Voters in Hamilton turned away from fellow “Stop Woke” candidates Catherine Kronas and Larry Masters, as neither won their school board seats. Kronas created the webpage StopWoke.ca, which is affiliated with the socially conservative and anti-vaccine New Blue Party of Ontario. In an interview with the Hamilton Spectator, Kronas called equity efforts “Marxism” and claimed trans identities “don’t relate to anything in objective science.”
And in Guelph, Paralovos finished fourth in the contest for Wards 1 and 5 of the Upper Grand District School Board trustee race, taking in 1023 votes. That’s a third as many as the top vote-getter, incumbent Martha MacNeil, who earned 3,854 ballots. MacNeil will hold onto her seat alongside newcomer Luke Weiler, who came in second with 2,559 votes.
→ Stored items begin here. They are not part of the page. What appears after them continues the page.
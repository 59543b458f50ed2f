use crate::error::ConfigError;
use crate::overlay::ALL;
use anyhow::{Context, Result};
use serde::Deserialize;
use std::collections::HashSet;
use std::fs;
use std::path::{Path, PathBuf};

pub const TOKEN_ENV: &str = "MAPBOX_ACCESS_TOKEN";

#[derive(Debug, Deserialize, Clone)]
pub struct AppConfig {
    pub input: InputConfig,
    #[serde(default)]
    pub map: MapConfig,
    #[serde(default)]
    pub colors: ColorConfig,
    #[serde(default)]
    pub server: ServerConfig,
}

#[derive(Debug, Deserialize, Clone)]
pub struct InputConfig {
    pub geometry: PathBuf, // .shp, .json or .geojson
    #[serde(default = "default_id_column")]
    pub id_column: String,
    #[serde(default = "default_geography_column")]
    pub geography_column: String,
    pub categories: Vec<String>, // numeric columns, one per language
}

#[derive(Debug, Deserialize, Clone)]
#[serde(default)]
pub struct MapConfig {
    pub title: String,
    pub heading: String,
    pub access_token: Option<String>,
    pub zoom: f64,
    pub bearing: f64,
    pub pitch: f64,
}

#[derive(Debug, Deserialize, Clone)]
#[serde(default)]
pub struct ColorConfig {
    pub seed: u64,
}

#[derive(Debug, Deserialize, Clone)]
#[serde(default)]
pub struct ServerConfig {
    pub port: u16,
    pub static_dir: PathBuf,
}

fn default_id_column() -> String {
    "Id".to_string()
}

fn default_geography_column() -> String {
    "Geography".to_string()
}

impl Default for MapConfig {
    fn default() -> Self {
        Self {
            title: "Portland LEP".to_string(),
            heading: "Portland - Limited English Proficiency (Choropleth Example)".to_string(),
            access_token: None,
            zoom: 8.0,
            bearing: 0.0,
            pitch: 0.0,
        }
    }
}

impl Default for ColorConfig {
    fn default() -> Self {
        Self { seed: 10 }
    }
}

impl Default for ServerConfig {
    fn default() -> Self {
        Self {
            port: 8051,
            static_dir: PathBuf::from("static"),
        }
    }
}

impl AppConfig {
    pub fn load_from_file(path: &Path) -> Result<Self> {
        let content = fs::read_to_string(path)
            .with_context(|| format!("Failed to read config file: {:?}", path))?;
        Self::from_toml(&content)
    }

    pub fn from_toml(content: &str) -> Result<Self> {
        let config: AppConfig = toml::from_str(content)
            .with_context(|| "Failed to parse TOML configuration")?;
        config.validate()?;
        Ok(config)
    }

    /// Category keys are the lowercased column names; they must be unique and
    /// must not shadow the "all" option.
    pub fn validate(&self) -> Result<(), ConfigError> {
        if self.input.categories.is_empty() {
            return Err(ConfigError::NoCategories);
        }

        let mut seen = HashSet::new();
        for column in &self.input.categories {
            let key = column.to_lowercase();
            if key == ALL {
                return Err(ConfigError::ReservedCategory(column.clone()));
            }
            if !seen.insert(key) {
                return Err(ConfigError::DuplicateCategory(column.clone()));
            }
        }

        for (name, value) in [
            ("zoom", self.map.zoom),
            ("bearing", self.map.bearing),
            ("pitch", self.map.pitch),
        ] {
            if !value.is_finite() {
                return Err(ConfigError::InvalidMap(format!("{} must be finite", name)));
            }
        }

        Ok(())
    }

    /// The environment variable wins over the file.
    pub fn access_token(&self) -> Result<String, ConfigError> {
        self.resolve_access_token(std::env::var(TOKEN_ENV).ok())
    }

    fn resolve_access_token(&self, from_env: Option<String>) -> Result<String, ConfigError> {
        from_env
            .into_iter()
            .chain(self.map.access_token.clone())
            .map(|t| t.trim().to_string())
            .find(|t| !t.is_empty())
            .ok_or(ConfigError::MissingAccessToken)
    }
}

#[cfg(test)]
mod tests {
    use super::*;

    const MINIMAL: &str = r#"
        [input]
        geometry = "data/lep/Limited_English_Proficiency.shp"
        categories = ["Spanish", "Vietnamese"]
    "#;

    #[test]
    fn test_defaults_fill_optional_sections() {
        let config = AppConfig::from_toml(MINIMAL).unwrap();

        assert_eq!(config.input.id_column, "Id");
        assert_eq!(config.input.geography_column, "Geography");
        assert_eq!(config.map.zoom, 8.0);
        assert_eq!(config.map.bearing, 0.0);
        assert_eq!(config.map.pitch, 0.0);
        assert_eq!(config.colors.seed, 10);
        assert_eq!(config.server.port, 8051);
    }

    #[test]
    fn test_rejects_empty_category_list() {
        let toml = r#"
            [input]
            geometry = "regions.geojson"
            categories = []
        "#;
        let err = AppConfig::from_toml(toml).unwrap_err();
        assert_eq!(
            err.downcast_ref::<ConfigError>(),
            Some(&ConfigError::NoCategories)
        );
    }

    #[test]
    fn test_rejects_duplicate_and_reserved_keys() {
        let mut config = AppConfig::from_toml(MINIMAL).unwrap();

        config.input.categories = vec!["Spanish".into(), "SPANISH".into()];
        assert_eq!(
            config.validate(),
            Err(ConfigError::DuplicateCategory("SPANISH".into()))
        );

        config.input.categories = vec!["All".into()];
        assert_eq!(
            config.validate(),
            Err(ConfigError::ReservedCategory("All".into()))
        );
    }

    #[test]
    fn test_access_token_resolution() {
        let mut config = AppConfig::from_toml(MINIMAL).unwrap();

        assert_eq!(
            config.resolve_access_token(None),
            Err(ConfigError::MissingAccessToken)
        );
        assert_eq!(
            config.resolve_access_token(Some("   ".into())),
            Err(ConfigError::MissingAccessToken)
        );

        config.map.access_token = Some("pk.file".into());
        assert_eq!(config.resolve_access_token(None).unwrap(), "pk.file");
        assert_eq!(
            config.resolve_access_token(Some("pk.env".into())).unwrap(),
            "pk.env"
        );
    }
}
However, some anti-LGBTQ2S+ candidates did succeed in their bids. Anti-trans trustees triumphed in Oshawa and Caledon. Linda Stone was reelected in Oshawa after previously resigning over transphobic tweets, while Paula Dametto-Giovannozzi was elected to Caledon’s Catholic school board. Earlier this month, Dametto-Giavannozzi told local newspaper The Peterborough Examiner her top priorities were to block mask or vaccine mandates, roll back the sex-ed program, and “abolish critical race theory.”
While some school boards saw clear-cut rejections (or elections) of socially conservative candidates, others were more of a mixed bag. In Waterloo, three of five candidates endorsed by Vote Against Woke won trustee races for the 11-member school board. Socially conservative incumbents Mike Ramsay and Cindy Watson were joined by new trustee Bill Cody, although anti-trans candidates Linda Brooks and Cristina Bairos Fernandes were not elected.
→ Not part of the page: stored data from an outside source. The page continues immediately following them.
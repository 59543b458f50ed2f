use crate::context::ChoroplethContext;
use crate::error::SelectionError;
use crate::overlay::ALL;
use crate::view::{DropdownOption, Figure};
use anyhow::{Context, Result};
use axum::{
    extract::{Query, State},
    response::Json,
    routing::get,
    Router,
};
use serde::{Deserialize, Serialize};
use std::net::SocketAddr;
use std::path::Path;
use std::sync::Arc;
use tower_http::cors::CorsLayer;
use tower_http::services::ServeDir;
use tracing::{info, warn};

pub struct AppState {
    pub context: ChoroplethContext,
}

#[derive(Deserialize)]
pub struct FigureParams {
    overlay_choice: Option<String>,
}

#[derive(Serialize)]
pub struct OptionsResponse {
    heading: String,
    default: &'static str,
    options: Vec<DropdownOption>,
}

pub fn router(state: Arc<AppState>, static_dir: &Path) -> Router {
    Router::new()
        .route("/api/options", get(options_handler))
        .route("/api/figure", get(figure_handler))
        .fallback_service(ServeDir::new(static_dir))
        .layer(CorsLayer::permissive())
        .with_state(state)
}

pub async fn start_server(context: ChoroplethContext, port: u16, static_dir: &Path) -> Result<()> {
    let state = Arc::new(AppState { context });

    let addr = SocketAddr::from(([127, 0, 0, 1], port));
    info!("Starting server on http://{}", addr);

    let app = router(state, static_dir);

    let listener = tokio::net::TcpListener::bind(addr)
        .await
        .with_context(|| format!("Failed to bind {}", addr))?;
    axum::serve(listener, app).await?;
    Ok(())
}

async fn options_handler(State(state): State<Arc<AppState>>) -> Json<OptionsResponse> {
    Json(OptionsResponse {
        heading: state.context.heading.clone(),
        default: ALL,
        options: state.context.options.clone(),
    })
}

async fn figure_handler(
    State(state): State<Arc<AppState>>,
    Query(params): Query<FigureParams>,
) -> Result<Json<Figure>, SelectionError> {
    let choice = params.overlay_choice.as_deref().unwrap_or(ALL);
    match state.context.figure_for(choice) {
        Ok(figure) => Ok(Json(figure)),
        Err(err) => {
            warn!("{}", err);
            Err(err)
        }
    }
}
The Greater Toronto Area also saw a mix of wins and losses. The anti-trans, anti-choice and anti-racial-justice organization Campaign Life Coalition (CLC) endorsed nine candidates across different school board races in Halton. Four won: Emma Murphy took a Catholic school board trustee seat in Milton, while Xin Yi Zhang in Burlington and Robert Kennedy and Helena Karabela claimed positions in Oakville. Five CLC-supported candidates didn’t make the cut, including Vincent Iantomasi who lost his re-election bid in Burlington.
In Toronto, Mike Del Grande was reelected as a Catholic school board trustee in Toronto. Del Grande has a long history of anti-LGBTQ2S+ views, having previously compared LGBTQ2S+ identities to bestiality.
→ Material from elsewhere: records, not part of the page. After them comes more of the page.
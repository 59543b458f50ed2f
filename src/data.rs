use crate::config::InputConfig;
use crate::error::ConfigError;
use crate::types::RawRegion;
use anyhow::{anyhow, Context, Result};
use geo::MultiPolygon;
use geojson::GeoJson;
use shapefile::dbase::FieldValue;
use shapefile::Reader;
use std::fs::File;
use std::io::BufReader;
use tracing::{debug, info};

pub fn load_regions(input: &InputConfig) -> Result<Vec<RawRegion>> {
    let extension = input.geometry.extension()
        .and_then(|e| e.to_str())
        .map(|s: &str| s.to_lowercase())
        .ok_or_else(|| anyhow!("Input geometry file has no extension"))?;

    let regions = match extension.as_str() {
        "shp" => load_shapefile(input)?,
        "json" | "geojson" => load_geojson(input)?,
        _ => return Err(anyhow!("Unsupported geometry format: {}", extension)),
    };

    info!(regions = regions.len(), path = ?input.geometry, "loaded region geometry");
    Ok(regions)
}

fn load_shapefile(input: &InputConfig) -> Result<Vec<RawRegion>> {
    let mut reader = Reader::from_path(&input.geometry)
        .with_context(|| format!("Failed to open Shapefile: {:?}", input.geometry))?;

    let mut regions = Vec::new();

    for result in reader.iter_shapes_and_records() {
        let (shape, record) = result?;

        let id_value = record.get(&input.id_column).ok_or_else(|| ConfigError::MissingColumn {
            column: input.id_column.clone(),
            region: format!("#{}", regions.len()),
        })?;
        let id = match text_field(id_value) {
            Some(id) => id,
            None => {
                debug!("skipping shapefile record without an id");
                continue;
            }
        };

        let geometry = match shape {
            shapefile::Shape::Polygon(polygon) => {
                let geo_polygon: MultiPolygon<f64> = polygon.try_into()
                    .map_err(|e| anyhow!("Failed to convert polygon: {:?}", e))?;
                geo_polygon
            }
            shapefile::Shape::PolygonM(polygon) => {
                let geo_polygon: MultiPolygon<f64> = polygon.try_into()
                    .map_err(|e| anyhow!("Failed to convert polygonM: {:?}", e))?;
                geo_polygon
            }
            shapefile::Shape::PolygonZ(polygon) => {
                let geo_polygon: MultiPolygon<f64> = polygon.try_into()
                    .map_err(|e| anyhow!("Failed to convert polygonZ: {:?}", e))?;
                geo_polygon
            }
            _ => continue, // Skip non-polygon shapes
        };

        // Null names read as empty; a missing column is a config mistake
        let geography = record.get(&input.geography_column)
            .map(|value| text_field(value).unwrap_or_default())
            .ok_or_else(|| ConfigError::MissingColumn {
                column: input.geography_column.clone(),
                region: id.clone(),
            })?;

        let mut counts = Vec::with_capacity(input.categories.len());
        for column in &input.categories {
            let value = record.get(column).ok_or_else(|| ConfigError::MissingColumn {
                column: column.clone(),
                region: id.clone(),
            })?;
            let count = numeric_field(value).ok_or_else(|| ConfigError::NonNumericColumn {
                column: column.clone(),
                region: id.clone(),
            })?;
            counts.push(count);
        }

        regions.push(RawRegion { id, geography, geometry, counts });
    }

    Ok(regions)
}

fn load_geojson(input: &InputConfig) -> Result<Vec<RawRegion>> {
    let file = File::open(&input.geometry)
        .with_context(|| format!("Failed to open GeoJSON file: {:?}", input.geometry))?;
    let reader = BufReader::new(file);

    let geojson = GeoJson::from_reader(reader).context("Failed to parse GeoJSON")?;

    let collection = match geojson {
        GeoJson::FeatureCollection(fc) => fc,
        _ => return Err(anyhow!("GeoJSON must be a FeatureCollection")),
    };

    let mut regions = Vec::new();

    for feature in collection.features {
        let props = feature.properties.unwrap_or_default();

        let id = match props.get(&input.id_column) {
            Some(serde_json::Value::String(s)) => s.clone(),
            Some(serde_json::Value::Number(n)) => n.to_string(),
            _ => {
                debug!("skipping feature without an id");
                continue;
            }
        };

        let geometry = match feature.geometry {
            Some(geom) => {
                let valid_geo: geo::Geometry<f64> = geom.value.try_into()
                    .map_err(|e| anyhow!("Failed to convert geojson geometry: {:?}", e))?;

                match valid_geo {
                    geo::Geometry::MultiPolygon(mp) => mp,
                    geo::Geometry::Polygon(p) => MultiPolygon::new(vec![p]),
                    _ => continue, // Skip points/lines
                }
            }
            None => continue,
        };

        let geography = match props.get(&input.geography_column) {
            Some(serde_json::Value::String(s)) => s.clone(),
            Some(serde_json::Value::Null) => String::new(),
            Some(other) => other.to_string(),
            None => {
                return Err(ConfigError::MissingColumn {
                    column: input.geography_column.clone(),
                    region: id,
                }
                .into())
            }
        };

        let mut counts = Vec::with_capacity(input.categories.len());
        for column in &input.categories {
            let count = match props.get(column) {
                Some(serde_json::Value::Number(n)) => n.as_f64().unwrap_or(0.0),
                Some(serde_json::Value::Null) => 0.0,
                Some(_) => {
                    return Err(ConfigError::NonNumericColumn {
                        column: column.clone(),
                        region: id,
                    }
                    .into())
                }
                None => {
                    return Err(ConfigError::MissingColumn {
                        column: column.clone(),
                        region: id,
                    }
                    .into())
                }
            };
            counts.push(count);
        }

        regions.push(RawRegion { id, geography, geometry, counts });
    }

    Ok(regions)
}

/// Null numerics count as zero; `None` means the field is not numeric at all.
fn numeric_field(value: &FieldValue) -> Option<f64> {
    match value {
        FieldValue::Numeric(v) => Some(v.unwrap_or(0.0)),
        FieldValue::Float(v) => Some(v.map(f64::from).unwrap_or(0.0)),
        FieldValue::Integer(v) => Some(f64::from(*v)),
        FieldValue::Double(v) | FieldValue::Currency(v) => Some(*v),
        _ => None,
    }
}

fn text_field(value: &FieldValue) -> Option<String> {
    match value {
        FieldValue::Character(Some(s)) => Some(s.trim().to_string()),
        FieldValue::Memo(s) => Some(s.clone()),
        FieldValue::Integer(v) => Some(v.to_string()),
        FieldValue::Numeric(Some(v)) | FieldValue::Double(v) => Some(v.to_string()),
        _ => None,
    }
}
Although most anti-LGBTQ2S+ candidates failed to gain election, their one-in-five win rate signals a worrying tolerance for bigotry among voters. Although no school board in the province has an anti-trans majority that we know of, individual trustees may act in ways to waste time or push anti-equity funding measures. The far-right will continue to mobilize, taking the victories they have won and spending the next few years planning their next steps.
Concerned voters can ask their local trustees to stand up for LGBTQ2S+ students and faculty and push back against any harmful rhetoric in board meetings. As Johnstone said ahead of the election: “Everyone should be asking their school board trustees where they stand.
“We need all trustees after this election to be louder and prouder champions of our rights,” she urged.